• _Information given_:

//! Run configuration.

use serde::{Deserialize, Serialize};

use crate::canonical::canonical_hash_hex;
use crate::enumerate::{
    AutomorphismEnumerator, BruteForceAutomorphisms, EnumerationError, Vf2Automorphisms,
    DEFAULT_BRUTE_FORCE_LIMIT,
};
use crate::kirchhoff::DeterminantStrategy;
use crate::types::{Automorphism, SimpleGraph};

/// Default number of Laplacian cofactors compared per graph.
pub const DEFAULT_COFACTOR_CHECKS: usize = 3;

/// Which automorphism enumerator to use.
#[derive(Debug, Clone, Copy, PartialEq, Eq, Serialize, Deserialize)]
#[serde(tag = "kind", rename_all = "snake_case")]
pub enum AutomorphismBackend {
    /// petgraph VF2 self-matching.
    Vf2,
    /// Exhaustive permutation search, bounded by a vertex limit.
    BruteForce {
        /// Largest vertex count accepted.
        max_vertices: usize,
    },
}

impl AutomorphismBackend {
    /// Brute force with [`DEFAULT_BRUTE_FORCE_LIMIT`].
    pub fn brute_force() -> Self {
        Self::BruteForce {
            max_vertices: DEFAULT_BRUTE_FORCE_LIMIT,
        }
    }
}

impl Default for AutomorphismBackend {
    fn default() -> Self {
        Self::Vf2
    }
}

impl AutomorphismEnumerator for AutomorphismBackend {
    fn automorphisms(&self, graph: &SimpleGraph) -> Result<Vec<Automorphism>, EnumerationError> {
        match *self {
            Self::Vf2 => Vf2Automorphisms.automorphisms(graph),
            Self::BruteForce { max_vertices } => {
                BruteForceAutomorphisms::new(max_vertices).automorphisms(graph)
            }
        }
    }
}

/// Configuration for one pipeline run.
///
/// ## Parameters
///
/// - `automorphisms`: enumerator backend
/// - `determinant`: how Kirchhoff cofactors are evaluated
/// - `verify_tree_count`: compare the enumerated tree count with Kirchhoff
/// - `cofactor_checks`: how many cofactors must agree
/// - `parallel`: canonicalize on a rayon pool (needs the `parallel` feature)
#[derive(Debug, Clone, PartialEq, Serialize, Deserialize)]
#[serde(default)]
pub struct RunConfig {
    /// Automorphism enumerator.
    pub automorphisms: AutomorphismBackend,
    /// Cofactor determinant strategy.
    pub determinant: DeterminantStrategy,
    /// Cross-check n_trees against the Matrix-Tree count.
    pub verify_tree_count: bool,
    /// Number of cofactors compared.
    pub cofactor_checks: usize,
    /// Parallel canonicalization.
    pub parallel: bool,
}

impl Default for RunConfig {
    fn default() -> Self {
        Self {
            automorphisms: AutomorphismBackend::default(),
            determinant: DeterminantStrategy::default(),
            verify_tree_count: true,
            cofactor_checks: DEFAULT_COFACTOR_CHECKS,
            parallel: false,
        }
    }
}

impl RunConfig {
    /// Stable hash of the configuration.
    pub fn params_hash(&self) -> Result<String, serde_json::Error> {
        canonical_hash_hex(self)
    }

    /// Whether parallel canonicalization will actually run.
    pub fn runs_parallel(&self) -> bool {
        self.parallel && cfg!(feature = "parallel")
    }
}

• _Requirement_: Scan the listing for the string "EnumerationError". Copy each line that has it.

• _Exercise result_:
    AutomorphismEnumerator, BruteForceAutomorphisms, EnumerationError, Vf2Automorphisms,
    fn automorphisms(&self, graph: &SimpleGraph) -> Result<Vec<Automorphism>, EnumerationError> {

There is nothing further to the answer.